Top
Millennium Post

Going for the gold

Yellow metal’s high performance during inflation coupled with a conducive winter season ensuring its appreciation make it a most lucrative purchase, writes Arjavi Indraneesh

Going for the gold

As the year is set to end with some robust gains, it may be a good time to buy gold, analysts recommend.

The spot price of gold in Mumbai traded at Rs 39,315 per 10 gram for 24K gold on Wednesday, compared to Rs 31,750 recorded on December 31, 2018 — a rise of nearly 24 per cent. A weak US dollar and a host of other factors worked out in favour of gold prices. Spot gold has generated a stellar 17 per cent profit in 2019 to date.

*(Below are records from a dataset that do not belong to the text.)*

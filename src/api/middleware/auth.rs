//! Bearer token authentication middleware for the management API.

use axum::{
    extract::{FromRequestParts, Request, State},
    middleware::Next,
    response::Response,
};
use axum_auth::AuthBearer;
use tracing::warn;

use crate::{error::AppError, state::AppState};

/// Checks the `Authorization: Bearer <token>` header against the configured
/// admin token.
///
/// When no admin token is configured the request passes through unchanged.
///
/// # Errors
///
/// Returns `401 Unauthorized` if:
/// - Authorization header is missing or not a bearer token
/// - The token does not match
///
/// Adds `WWW-Authenticate: Bearer` header to 401 responses per RFC 6750.
///
/// # Example
///
/// ```rust,ignore
/// use axum::{Router, routing::get, middleware};
/// use crate::api::middleware::auth;
///
/// let protected = Router::new()
///     .route("/rules", get(list_rules_handler))
///     .route_layer(middleware::from_fn_with_state(state.clone(), auth::layer));
/// ```
pub async fn layer(
    State(st): State<AppState>,
    req: Request,
    next: Next,
) -> Result<Response, AppError> {
    let Some(expected) = st.admin_token.as_deref() else {
        return Ok(next.run(req).await);
    };

    let (mut parts, body) = req.into_parts();

    let AuthBearer(token) = AuthBearer::from_request_parts(&mut parts, &())
        .await
        .map_err(|_| {
            AppError::unauthorized(
                "Unauthorized",
                serde_json::json!({"reason": "Authorization header is missing or invalid"}),
            )
        })?;

    if !tokens_match(token.as_bytes(), expected.as_bytes()) {
        warn!(uri = %parts.uri, "Rejected API request with invalid token");
        return Err(AppError::unauthorized(
            "Unauthorized",
            serde_json::json!({"reason": "Invalid token"}),
        ));
    }

    let req = Request::from_parts(parts, body);

    Ok(next.run(req).await)
}

/// Compares two tokens in time independent of where they first differ.
fn tokens_match(given: &[u8], expected: &[u8]) -> bool {
    if given.len() != expected.len() {
        return false;
    }

    given
        .iter()
        .zip(expected)
        .fold(0u8, |acc, (a, b)| acc | (a ^ b))
        == 0
}
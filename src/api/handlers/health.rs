//! Handler for health check endpoint.

use axum::{Json, extract::State, http::StatusCode};

use crate::api::dto::health::{CheckStatus, HealthChecks, HealthResponse};
use crate::state::AppState;

/// Returns service health status with component checks.
///
/// # Endpoint
///
/// `GET /health`
///
/// # Response Codes
///
/// - **200 OK**: All components healthy
/// - **503 Service Unavailable**: The access logger has stopped
///
/// # Response
///
/// ```json
/// {
///   "status": "healthy",
///   "version": "0.1.0",
///   "checks": {
///     "rules": { "status": "ok", "message": "12 active rules" },
///     "access_log": { "status": "ok", "message": "Free queue slots: 10000" }
///   }
/// }
/// ```
pub async fn health_handler(
    State(state): State<AppState>,
) -> Result<Json<HealthResponse>, (StatusCode, Json<HealthResponse>)> {
    let rules_check = check_rules(&state).await;
    let log_check = check_access_log(&state);

    let all_healthy = rules_check.is_ok() && log_check.is_ok();

    let response = HealthResponse {
        status: if all_healthy { "healthy" } else { "degraded" }.to_string(),
        version: env!("CARGO_PKG_VERSION").to_string(),
        checks: HealthChecks {
            rules: rules_check,
            access_log: log_check,
        },
    };

    if all_healthy {
        Ok(Json(response))
    } else {
        Err((StatusCode::SERVICE_UNAVAILABLE, Json(response)))
    }
}

async fn check_rules(state: &AppState) -> CheckStatus {
    let count = state.rule_service.list_rules().await.len();
    CheckStatus::ok(format!("{count} active rules"))
}

/// Checks that the access log worker is still accepting entries.
fn check_access_log(state: &AppState) -> CheckStatus {
    if state.access_logger.is_closed() {
        CheckStatus::error("Access logger is closed")
    } else {
        CheckStatus::ok(format!(
            "Free queue slots: {}",
            state.access_logger.free_queue_slots()
        ))
    }
}
//! Helpers used across the application:
//!
//! - [`extract_domain`] - Domain extraction from the `Host` header
//! - [`client_ip`] - Client address resolution behind proxies
//! - [`rule_id`] - Rule identifier generation

pub mod client_ip;
pub mod extract_domain;
pub mod rule_id;
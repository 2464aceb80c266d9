//! CLI administration tool for jumpgate rules files.
//!
//! Works on the rules file directly, without a running server. A running
//! server keeps its own copy in memory; call `POST /api/reload` afterwards to
//! pick up changes made here.
//!
//! # Usage
//!
//! ```bash
//! # List rules
//! cargo run --bin admin -- list
//!
//! # Add a rule
//! cargo run --bin admin -- add --domain go.example.com --path /docs \
//!     --target https://docs.example.com --type 301
//!
//! # Remove a rule
//! cargo run --bin admin -- remove go_example_com__docs
//!
//! # Validate a rules file and report conflicts inside it
//! cargo run --bin admin -- check rules.json
//! ```
//!
//! # Environment Variables
//!
//! - `RULES_FILE` (optional): rules file path, same as `--rules`
//!
//! # Features
//!
//! - **Conflict checks**: `add` reports overlapping rules and asks before overriding
//! - **Interactive Prompts**: Confirmation dialogs, skipped with `--yes`
//! - **Colored Output**: Terminal-friendly formatting using `colored` crate

use jumpgate::application::services::RuleService;
use jumpgate::domain::conflict::check_conflict;
use jumpgate::domain::entities::{NewRule, RedirectKind, RedirectRule};
use jumpgate::domain::repositories::RuleRepository;
use jumpgate::infrastructure::persistence::InMemoryRuleStore;

use anyhow::{Context, Result};
use chrono::{DateTime, Utc};
use clap::{Parser, Subcommand};
use colored::*;
use dialoguer::Confirm;
use std::path::{Path, PathBuf};
use std::sync::Arc;

/// CLI tool for managing jumpgate rules.
#[derive(Parser)]
#[command(name = "admin")]
#[command(author, version, about, long_about = None)]
struct Cli {
    /// Rules file to operate on
    #[arg(long, env = "RULES_FILE", default_value = "rules.json", global = true)]
    rules: PathBuf,

    #[command(subcommand)]
    command: Commands,
}

/// Top-level commands.
#[derive(Subcommand)]
enum Commands {
    /// List active rules
    List,

    /// Add a rule
    Add {
        /// Host name the rule applies to
        #[arg(short, long)]
        domain: String,

        /// Exact request path; omit for a domain-level rule
        #[arg(short, long, default_value = "")]
        path: String,

        /// Redirect target URL
        #[arg(short, long)]
        target: String,

        /// 301, 302, 307 or 4 (script redirect)
        #[arg(long = "type", default_value_t = 302)]
        kind: i32,

        /// Rule id (derived from domain and path if omitted)
        #[arg(long)]
        id: Option<String>,

        /// Expiry time, RFC 3339 (e.g. 2026-12-31T23:59:59Z)
        #[arg(long)]
        expires_at: Option<DateTime<Utc>>,

        /// Free-form note
        #[arg(long, default_value = "")]
        description: String,

        /// Skip confirmation prompt
        #[arg(short = 'y', long)]
        yes: bool,
    },

    /// Remove a rule by id
    Remove {
        id: String,

        /// Skip confirmation prompt
        #[arg(short = 'y', long)]
        yes: bool,
    },

    /// Validate a rules file and report conflicts between its rules
    Check {
        /// File to check
        file: PathBuf,
    },
}

#[tokio::main]
async fn main() -> Result<()> {
    dotenvy::dotenv().ok();

    let cli = Cli::parse();

    match cli.command {
        Commands::List => list_rules(&cli.rules).await?,
        Commands::Add {
            domain,
            path,
            target,
            kind,
            id,
            expires_at,
            description,
            yes,
        } => {
            let new_rule = NewRule {
                id,
                domain,
                path,
                target,
                kind: RedirectKind::from(kind),
                expires_at,
                created_at: None,
                description,
            };
            add_rule(&cli.rules, new_rule, yes).await?;
        }
        Commands::Remove { id, yes } => remove_rule(&cli.rules, &id, yes).await?,
        Commands::Check { file } => check_file(&file).await?,
    }

    Ok(())
}

/// Opens the rules file as a rule service persisting back to the same file.
async fn open_service(rules: &Path) -> Result<RuleService<InMemoryRuleStore>> {
    let store = Arc::new(InMemoryRuleStore::new());
    store
        .load_from_file(rules)
        .await
        .with_context(|| format!("Failed to load {}", rules.display()))?;

    Ok(RuleService::new(store, rules))
}

/// Lists active rules sorted by domain and path.
///
/// # Output Format
///
/// ```text
/// Rules (rules.json)
///
///   ID                        Domain           Path     Type  Target
///   ─────────────────────────────────────────────────────────────────
///   a_com                     a.com            *        301   https://b.com
///   a_com__x                  a.com            /x       4     https://c.com
/// ```
async fn list_rules(rules: &Path) -> Result<()> {
    let service = open_service(rules).await?;

    println!(
        "{} ({})",
        "Rules".bright_blue().bold(),
        rules.display().to_string().bright_black()
    );
    println!();

    let mut items = service.list_rules().await;
    if items.is_empty() {
        println!("{}", "  No rules found".yellow());
        return Ok(());
    }
    items.sort_by(|a, b| a.domain.cmp(&b.domain).then_with(|| a.path.cmp(&b.path)));

    println!(
        "  {:<25} {:<24} {:<20} {:<5} {}",
        "ID".bright_white().bold(),
        "Domain".bright_white().bold(),
        "Path".bright_white().bold(),
        "Type".bright_white().bold(),
        "Target".bright_white().bold()
    );
    println!("  {}", "─".repeat(90).bright_black());

    for rule in &items {
        print_rule_row(rule);
    }

    println!();
    println!("  Total: {}", items.len().to_string().bright_white().bold());
    println!();

    Ok(())
}

fn print_rule_row(rule: &RedirectRule) {
    let path = if rule.is_domain_level() {
        "*".to_string()
    } else {
        rule.path.clone()
    };
    let expiry = rule
        .expires_at
        .map(|e| format!(" (expires {})", e.format("%Y-%m-%d %H:%M")))
        .unwrap_or_default();

    println!(
        "  {:<25} {:<24} {:<20} {:<5} {}{}",
        rule.id.cyan(),
        rule.domain,
        path,
        i32::from(rule.kind).to_string().bright_black(),
        rule.target,
        expiry.yellow()
    );
}

/// Adds a rule, asking before overriding a conflict.
///
/// # Flow
///
/// 1. Run the conflict check against the current file
/// 2. On conflict, list the conflicting rules and ask (unless `--yes`)
/// 3. Store the rule and write the file
async fn add_rule(rules: &Path, new_rule: NewRule, skip_confirm: bool) -> Result<()> {
    println!("{}", "Add rule".bright_blue().bold());
    println!();

    let service = open_service(rules).await?;

    let conflict = service
        .check_conflict(new_rule.clone(), "")
        .await
        .context("Invalid rule")?;

    let force = match conflict {
        Some(conflict) => {
            println!(
                "{} {}",
                "Conflict:".yellow().bold(),
                conflict.reason().yellow()
            );
            for rule in &conflict.rules {
                print_rule_row(rule);
            }
            println!();

            if !skip_confirm {
                let confirmed = Confirm::new()
                    .with_prompt("Add the rule anyway?")
                    .default(false)
                    .interact()?;

                if !confirmed {
                    println!("{}", "Cancelled".red());
                    return Ok(());
                }
            }
            true
        }
        None => false,
    };

    let rule = service
        .create_rule(new_rule, force)
        .await
        .context("Failed to add rule")?;

    println!("{}", "Rule added".green().bold());
    print_rule_row(&rule);
    println!();

    Ok(())
}

/// Removes a rule by id with confirmation prompt.
async fn remove_rule(rules: &Path, id: &str, skip_confirm: bool) -> Result<()> {
    println!("{}", "Remove rule".bright_blue().bold());
    println!();

    let service = open_service(rules).await?;
    let rule = service.get_rule(id).await.context("Rule not found")?;

    print_rule_row(&rule);
    println!();

    if !skip_confirm {
        let confirmed = Confirm::new()
            .with_prompt("Remove this rule?")
            .default(false)
            .interact()?;

        if !confirmed {
            println!("{}", "Cancelled".red());
            return Ok(());
        }
    }

    service
        .delete_rule(id)
        .await
        .context("Failed to remove rule")?;

    println!("{}", "Rule removed".green().bold());
    println!();

    Ok(())
}

/// Parses a rules file and reports expired rules, duplicate ids and
/// conflicts between rules, in file order.
///
/// # Errors
///
/// Fails if the file cannot be read or is not a JSON array of rules.
async fn check_file(file: &Path) -> Result<()> {
    println!(
        "{} {}",
        "Checking".bright_blue().bold(),
        file.display().to_string().bright_white()
    );
    println!();

    let content = tokio::fs::read(file)
        .await
        .with_context(|| format!("Failed to read {}", file.display()))?;
    let rules: Vec<RedirectRule> = serde_json::from_slice(&content)
        .with_context(|| format!("{} is not a valid rules file", file.display()))?;

    let now = Utc::now();
    let mut seen: Vec<RedirectRule> = Vec::with_capacity(rules.len());
    let mut problems = 0usize;

    for rule in rules {
        if rule.domain.trim().is_empty() || rule.target.trim().is_empty() {
            problems += 1;
            println!(
                "  {} rule '{}' has no domain or target",
                "✗".red(),
                rule.id
            );
            continue;
        }

        if rule.is_expired_at(now) {
            println!("  {} rule '{}' has expired", "!".yellow(), rule.id);
            continue;
        }

        let id_taken = seen
            .iter()
            .any(|r| r.id == rule.id && r.key() != rule.key());
        if !rule.id.is_empty() && id_taken {
            problems += 1;
            println!("  {} id '{}' is used more than once", "✗".red(), rule.id);
        }

        if let Some(conflict) = check_conflict(&rule, "", &seen) {
            problems += 1;
            let others: Vec<&str> = conflict.rules.iter().map(|r| r.id.as_str()).collect();
            println!(
                "  {} rule '{}': {} ({})",
                "✗".red(),
                rule.id,
                conflict.reason(),
                others.join(", ")
            );
        }

        seen.retain(|r| r.key() != rule.key());
        seen.push(rule);
    }

    println!();
    if problems == 0 {
        println!(
            "{} {} active rules",
            "OK".green().bold(),
            seen.len().to_string().bright_white()
        );
    } else {
        println!(
            "{} {} problem(s), {} active rules",
            "Found".red().bold(),
            problems.to_string().bright_white(),
            seen.len()
        );
    }
    println!();

    if problems > 0 {
        anyhow::bail!("{} has {} problem(s)", file.display(), problems);
    }

    Ok(())
}
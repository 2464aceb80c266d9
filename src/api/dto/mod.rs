//! Data Transfer Objects for API requests and responses.
//!
//! All DTOs use Serde for JSON serialization/deserialization and validator
//! for input validation.

pub mod health;
pub mod rule;
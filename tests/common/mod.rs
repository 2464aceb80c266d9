#![allow(dead_code)]

use axum::extract::ConnectInfo;
use axum_test::TestServer;
use chrono::Utc;
use jumpgate::domain::entities::{AccessLogEntry, RedirectKind, RedirectRule};
use jumpgate::domain::repositories::RuleRepository;
use jumpgate::infrastructure::access_log::{AccessLogSettings, AccessLogger};
use jumpgate::infrastructure::persistence::InMemoryRuleStore;
use jumpgate::routes::app_router;
use jumpgate::state::AppState;
use jumpgate::utils::rule_id::generate_rule_id;
use std::net::SocketAddr;
use std::path::PathBuf;
use std::sync::Arc;
use std::time::Duration;
use tempfile::TempDir;
use tower::Layer;

#[derive(Clone)]
pub struct MockConnectInfoLayer;

impl<S> Layer<S> for MockConnectInfoLayer {
    type Service = MockConnectInfoService<S>;

    fn layer(&self, inner: S) -> Self::Service {
        MockConnectInfoService { inner }
    }
}

#[derive(Clone)]
pub struct MockConnectInfoService<S> {
    inner: S,
}

impl<S, B> tower::Service<axum::http::Request<B>> for MockConnectInfoService<S>
where
    S: tower::Service<axum::http::Request<B>> + Clone + Send + 'static,
    S::Future: Send + 'static,
    B: Send + 'static,
{
    type Response = S::Response;
    type Error = S::Error;
    type Future = S::Future;

    fn poll_ready(
        &mut self,
        cx: &mut std::task::Context<'_>,
    ) -> std::task::Poll<Result<(), Self::Error>> {
        self.inner.poll_ready(cx)
    }

    fn call(&mut self, mut req: axum::http::Request<B>) -> Self::Future {
        let addr: SocketAddr = "127.0.0.1:12345".parse().unwrap();
        req.extensions_mut().insert(ConnectInfo(addr));
        self.inner.call(req)
    }
}

/// A running router over a fresh store, with its files in a temp directory.
pub struct TestApp {
    pub server: TestServer,
    pub state: AppState,
    pub store: Arc<InMemoryRuleStore>,
    pub dir: TempDir,
}

impl TestApp {
    pub fn rules_file(&self) -> PathBuf {
        self.dir.path().join("rules.json")
    }

    pub fn access_log_file(&self) -> PathBuf {
        self.dir.path().join("access.log")
    }

    /// Flushes the access logger and returns every entry written so far.
    pub async fn access_log(&self) -> Vec<AccessLogEntry> {
        self.state.access_logger.flush().await.unwrap();
        let content = std::fs::read_to_string(self.access_log_file()).unwrap();
        content
            .lines()
            .map(|line| serde_json::from_str(line).unwrap())
            .collect()
    }
}

pub async fn create_test_app(admin_token: Option<&str>) -> TestApp {
    create_test_app_with_rules(admin_token, Vec::new()).await
}

pub async fn create_test_app_with_rules(
    admin_token: Option<&str>,
    rules: Vec<RedirectRule>,
) -> TestApp {
    let dir = tempfile::tempdir().unwrap();

    let store = Arc::new(InMemoryRuleStore::new());
    for rule in rules {
        store.set(rule).await;
    }

    let settings = AccessLogSettings {
        buffer_size: 100,
        flush_interval: Duration::from_secs(3600),
        queue_capacity: 1000,
    };
    let access_logger = AccessLogger::open(&dir.path().join("access.log"), settings)
        .await
        .unwrap();

    let state = AppState::new(
        store.clone(),
        dir.path().join("rules.json"),
        access_logger,
        admin_token.map(str::to_string),
    );

    let app = app_router(state.clone()).layer(MockConnectInfoLayer);
    let server = TestServer::new(app).unwrap();

    TestApp {
        server,
        state,
        store,
        dir,
    }
}

pub fn rule(domain: &str, path: &str, target: &str, kind: RedirectKind) -> RedirectRule {
    RedirectRule {
        id: generate_rule_id(domain, path),
        domain: domain.to_string(),
        path: path.to_string(),
        target: target.to_string(),
        kind,
        expires_at: None,
        created_at: Utc::now(),
        description: String::new(),
    }
}
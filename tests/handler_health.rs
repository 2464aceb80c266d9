mod common;

use axum::http::StatusCode;
use common::{create_test_app, create_test_app_with_rules, rule};
use jumpgate::domain::entities::RedirectKind;

#[tokio::test]
async fn test_health_endpoint_success() {
    let app = create_test_app_with_rules(
        None,
        vec![rule("a.com", "", "https://b.com", RedirectKind::Permanent)],
    )
    .await;

    let response = app.server.get("/health").await;

    response.assert_status_ok();

    let json = response.json::<serde_json::Value>();
    assert_eq!(json["status"], "healthy");
    assert_eq!(json["checks"]["rules"]["status"], "ok");
    assert_eq!(json["checks"]["rules"]["message"], "1 active rules");
    assert_eq!(json["checks"]["access_log"]["status"], "ok");
}

#[tokio::test]
async fn test_health_endpoint_structure() {
    let app = create_test_app(None).await;

    let response = app.server.get("/health").await;

    let json = response.json::<serde_json::Value>();

    assert!(json.get("status").is_some());
    assert!(json.get("version").is_some());
    assert!(json["checks"].get("rules").is_some());
    assert!(json["checks"].get("access_log").is_some());
}

#[tokio::test]
async fn test_health_degraded_after_logger_closed() {
    let app = create_test_app(None).await;

    app.state.access_logger.close().await.unwrap();

    let response = app.server.get("/health").await;

    response.assert_status(StatusCode::SERVICE_UNAVAILABLE);
    let json = response.json::<serde_json::Value>();
    assert_eq!(json["status"], "degraded");
    assert_eq!(json["checks"]["access_log"]["status"], "error");
}

#[tokio::test]
async fn test_health_public_with_token() {
    let app = create_test_app(Some("s3cret")).await;

    app.server.get("/health").await.assert_status_ok();
}
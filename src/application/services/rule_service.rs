//! Rule management service.

use std::path::{Path, PathBuf};
use std::sync::Arc;

use chrono::Utc;
use serde_json::json;
use tokio::sync::Mutex;
use tracing::{error, info, warn};

use crate::domain::conflict::{Conflict, check_conflict};
use crate::domain::entities::{NewRule, RedirectRule};
use crate::domain::repositories::RuleRepository;
use crate::error::AppError;
use crate::utils::rule_id::{generate_rule_id, unique_rule_id};

/// Service for creating, replacing and deleting redirect rules.
///
/// Every mutation runs the conflict check and the commit inside one critical
/// section, so two concurrent submissions for the same key cannot both pass
/// the check. After a successful mutation the rule set is saved to the rules
/// file; a failed save is logged and does not undo the in-memory change.
pub struct RuleService<R: RuleRepository> {
    repository: Arc<R>,
    rules_file: PathBuf,
    commit_lock: Mutex<()>,
}

impl<R: RuleRepository> RuleService<R> {
    /// Creates a new rule service persisting to `rules_file`.
    pub fn new(repository: Arc<R>, rules_file: impl Into<PathBuf>) -> Self {
        Self {
            repository,
            rules_file: rules_file.into(),
            commit_lock: Mutex::new(()),
        }
    }

    pub fn rules_file(&self) -> &Path {
        &self.rules_file
    }

    /// Returns all active rules.
    pub async fn list_rules(&self) -> Vec<RedirectRule> {
        self.repository.list().await
    }

    /// Retrieves an active rule by id.
    ///
    /// # Errors
    ///
    /// Returns [`AppError::NotFound`] if no active rule has this id.
    pub async fn get_rule(&self, id: &str) -> Result<RedirectRule, AppError> {
        self.find_by_id(id)
            .await
            .ok_or_else(|| AppError::not_found("Rule not found", json!({ "id": id })))
    }

    /// Classifies a draft against the stored rules without committing it.
    ///
    /// `exclude_id` names a rule to ignore, typically the one being edited.
    ///
    /// # Errors
    ///
    /// Returns [`AppError::Validation`] if domain or target is empty.
    pub async fn check_conflict(
        &self,
        new_rule: NewRule,
        exclude_id: &str,
    ) -> Result<Option<Conflict>, AppError> {
        let new_rule = normalize(new_rule);
        validate_new_rule(&new_rule)?;
        let candidate = into_candidate(new_rule);
        let existing = self.repository.list().await;
        Ok(check_conflict(&candidate, exclude_id, &existing))
    }

    /// Creates a rule, assigning an id if none was given.
    ///
    /// With `force`, a reported conflict is logged and the rule is committed
    /// anyway, overwriting a rule at the same key.
    ///
    /// # Errors
    ///
    /// Returns [`AppError::Validation`] if domain or target is empty.
    /// Returns [`AppError::Conflict`] if the rule conflicts and `force` is off,
    /// or if its id belongs to a rule at another key.
    pub async fn create_rule(
        &self,
        new_rule: NewRule,
        force: bool,
    ) -> Result<RedirectRule, AppError> {
        let new_rule = normalize(new_rule);
        validate_new_rule(&new_rule)?;
        let id_given = has_explicit_id(&new_rule);
        let mut rule = into_candidate(new_rule);
        rule.created_at = Utc::now();

        let _guard = self.commit_lock.lock().await;
        if !id_given {
            let existing = self.repository.list().await;
            let key = rule.key();
            rule.id = unique_rule_id(&rule.id, |id| {
                existing.iter().any(|r| r.id == id && r.key() != key)
            });
        }
        self.ensure_committable(&rule, "", force).await?;
        self.repository.set(rule.clone()).await;
        self.persist().await;

        info!(id = %rule.id, domain = %rule.domain, path = %rule.path, "Rule created");
        Ok(rule)
    }

    /// Replaces the rule `id` with `new_rule`.
    ///
    /// The creation time is kept unless the draft carries one. If domain or
    /// path changed, the entry at the old key is removed.
    ///
    /// # Errors
    ///
    /// Returns [`AppError::NotFound`] if no active rule has this id, plus the
    /// errors of [`Self::create_rule`].
    pub async fn update_rule(
        &self,
        id: &str,
        new_rule: NewRule,
        force: bool,
    ) -> Result<RedirectRule, AppError> {
        let new_rule = normalize(new_rule);
        validate_new_rule(&new_rule)?;

        let _guard = self.commit_lock.lock().await;
        let existing = self
            .find_by_id(id)
            .await
            .ok_or_else(|| AppError::not_found("Rule not found", json!({ "id": id })))?;

        let created_at = new_rule.created_at.unwrap_or(existing.created_at);
        let rule = new_rule.into_rule(id.to_string(), created_at);

        self.ensure_committable(&rule, id, force).await?;
        if existing.key() != rule.key() {
            self.repository
                .delete(&existing.domain, &existing.path)
                .await;
        }
        self.repository.set(rule.clone()).await;
        self.persist().await;

        info!(id = %rule.id, domain = %rule.domain, path = %rule.path, "Rule updated");
        Ok(rule)
    }

    /// Deletes the rule `id` and returns it.
    ///
    /// # Errors
    ///
    /// Returns [`AppError::NotFound`] if no active rule has this id.
    pub async fn delete_rule(&self, id: &str) -> Result<RedirectRule, AppError> {
        let _guard = self.commit_lock.lock().await;
        let rule = self
            .find_by_id(id)
            .await
            .ok_or_else(|| AppError::not_found("Rule not found", json!({ "id": id })))?;

        self.repository.delete(&rule.domain, &rule.path).await;
        self.persist().await;

        info!(id = %rule.id, "Rule deleted");
        Ok(rule)
    }

    /// Replaces the in-memory rules with the content of the rules file.
    ///
    /// # Errors
    ///
    /// Returns [`AppError::Internal`] if the file cannot be read or parsed; the
    /// current rules stay active in that case.
    pub async fn reload(&self) -> Result<usize, AppError> {
        let _guard = self.commit_lock.lock().await;
        let count = self
            .repository
            .load_from_file(&self.rules_file)
            .await
            .inspect_err(|e| warn!(error = %e, "Rule reload failed, keeping current rules"))?;

        info!(count, path = %self.rules_file.display(), "Rules reloaded");
        Ok(count)
    }

    /// Writes the active rules to the rules file.
    ///
    /// # Errors
    ///
    /// Returns [`AppError::Internal`] if the file cannot be written.
    pub async fn save(&self) -> Result<usize, AppError> {
        let _guard = self.commit_lock.lock().await;
        let count = self.repository.save_to_file(&self.rules_file).await?;
        Ok(count)
    }

    async fn find_by_id(&self, id: &str) -> Option<RedirectRule> {
        self.repository
            .list()
            .await
            .into_iter()
            .find(|rule| rule.id == id)
    }

    /// Must be called with `commit_lock` held.
    async fn ensure_committable(
        &self,
        rule: &RedirectRule,
        exclude_id: &str,
        force: bool,
    ) -> Result<(), AppError> {
        let existing = self.repository.list().await;

        if let Some(owner) = existing
            .iter()
            .find(|r| r.id == rule.id && r.id != exclude_id && r.key() != rule.key())
        {
            return Err(AppError::conflict(
                "Rule id already in use",
                json!({ "id": rule.id, "rule": owner }),
            ));
        }

        match check_conflict(rule, exclude_id, &existing) {
            None => Ok(()),
            Some(conflict) if force => {
                warn!(
                    id = %rule.id,
                    reason = conflict.reason(),
                    conflicting = conflict.rules.len(),
                    "Committing rule despite conflict"
                );
                Ok(())
            }
            Some(conflict) => Err(AppError::rule_conflict(&conflict)),
        }
    }

    /// Must be called with `commit_lock` held.
    async fn persist(&self) {
        if let Err(e) = self.repository.save_to_file(&self.rules_file).await {
            error!(error = %e, path = %self.rules_file.display(), "Failed to save rules");
        }
    }
}

/// Normalizes the domain the way request hosts are normalized.
fn normalize(mut new_rule: NewRule) -> NewRule {
    new_rule.domain = new_rule.domain.trim().to_ascii_lowercase();
    new_rule.target = new_rule.target.trim().to_string();
    new_rule
}

/// Rejects drafts without a domain or a target.
fn validate_new_rule(new_rule: &NewRule) -> Result<(), AppError> {
    let mut missing = Vec::new();
    if new_rule.domain.trim().is_empty() {
        missing.push("domain");
    }
    if new_rule.target.trim().is_empty() {
        missing.push("target");
    }

    if missing.is_empty() {
        Ok(())
    } else {
        Err(AppError::bad_request(
            "Domain and target are required",
            json!({ "missing": missing }),
        ))
    }
}

fn has_explicit_id(new_rule: &NewRule) -> bool {
    new_rule.id.as_deref().is_some_and(|id| !id.trim().is_empty())
}

/// Builds the rule a draft would become, generating the id when absent.
fn into_candidate(new_rule: NewRule) -> RedirectRule {
    let id = match new_rule.id.as_deref() {
        Some(id) if !id.trim().is_empty() => id.trim().to_string(),
        _ => generate_rule_id(&new_rule.domain, &new_rule.path),
    };
    let created_at = new_rule.created_at.unwrap_or_else(Utc::now);
    new_rule.into_rule(id, created_at)
}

Similarly, after six years of dismal returns, gold mutual fund schemes in India staged a solid comeback in 2019. Of the 351 equity funds in the Rs 26 trillion Indian mutual fund industry, the two top-performing equity funds were gold schemes.

Analysts say the present market environment is perfect for gold investments. Central banks around the world have been cutting interest rates. The European Central Bank has rates at zero per cent, the Bank of Japan has negative interest rates and the Swiss National Bank has the lowest negative rate. The environment of low yields from currencies and nervousness about equities and bonds offering smaller and smaller yields has boosted the prospects of gold to shine again.

Central bankers across the world have kept buying gold throughout the year, underlining the possibility of tough times in the near future. In the first three quarters, the central banks bought 547 tonnes of gold, which is 12 per cent more compared to the previous year.

In fact, gold has witnessed a bull-run since the start of the year. The bull-run was triggered by President Trump's action of starting a US-China trade war at the end of 2018. Currently, efforts are underway to resolve the fight, but if tensions continue on this front, the resultant uncertainty is expected to further encourage gold purchase, which means upside potential for the metal.

If the US-China trade war talks collapse and President Trump imposes more tariffs on China, analysts are expecting strong gold buying in the days to come. If, however, the US-China trade war situation calms down and a deal gets signed then there could be more selling and that could mean pressure on the prices.

Another factor in favour of the yellow metal at this juncture is the seasonal behaviour. Gold has one of the strongest seasonal patterns of any assets for the months of January and February. Part of the reason for gold strength during this time of the year is that gold purchases are made ahead of the Lunar New Year. In the last 10 years, gold has climbed an average of 3.4 per cent in January, rising during this month for the last seven years in a row. February has a 10-year average increase of 1.64 per cent.

According to the World Gold Council, gold as an investment has performed broadly in line with the S&P 500 over the long term, delivering average annual returns of 10.4 per cent since the elimination of the gold standard in 1971. But, when compared to commodities, gold has outperformed not only broad-based indices but sub-indices and most individual commodities too.

All sub-indices, including precious metals, have fallen over the past five years. But gold has risen during that time. Gold has also outperformed major commodity sub-indices over the past 10 and 20 years and outperformed most individual commodities, many of which have delivered negative returns in recent decades.

Commodities are often used for diversification during periods of high inflation. While it is true that commodities have performed well during inflationary periods, gold has performed better. And, in periods of low inflation, commodities delivered negative nominal returns, while gold posted positive returns, reflecting increased demand when economic conditions are robust.

This behaviour is considered particularly relevant today. With current inflation expectations being low, there is a strong case for gold to outperform other commodities. So, all factors considered, analysts favour a good time in the short term for the precious metal.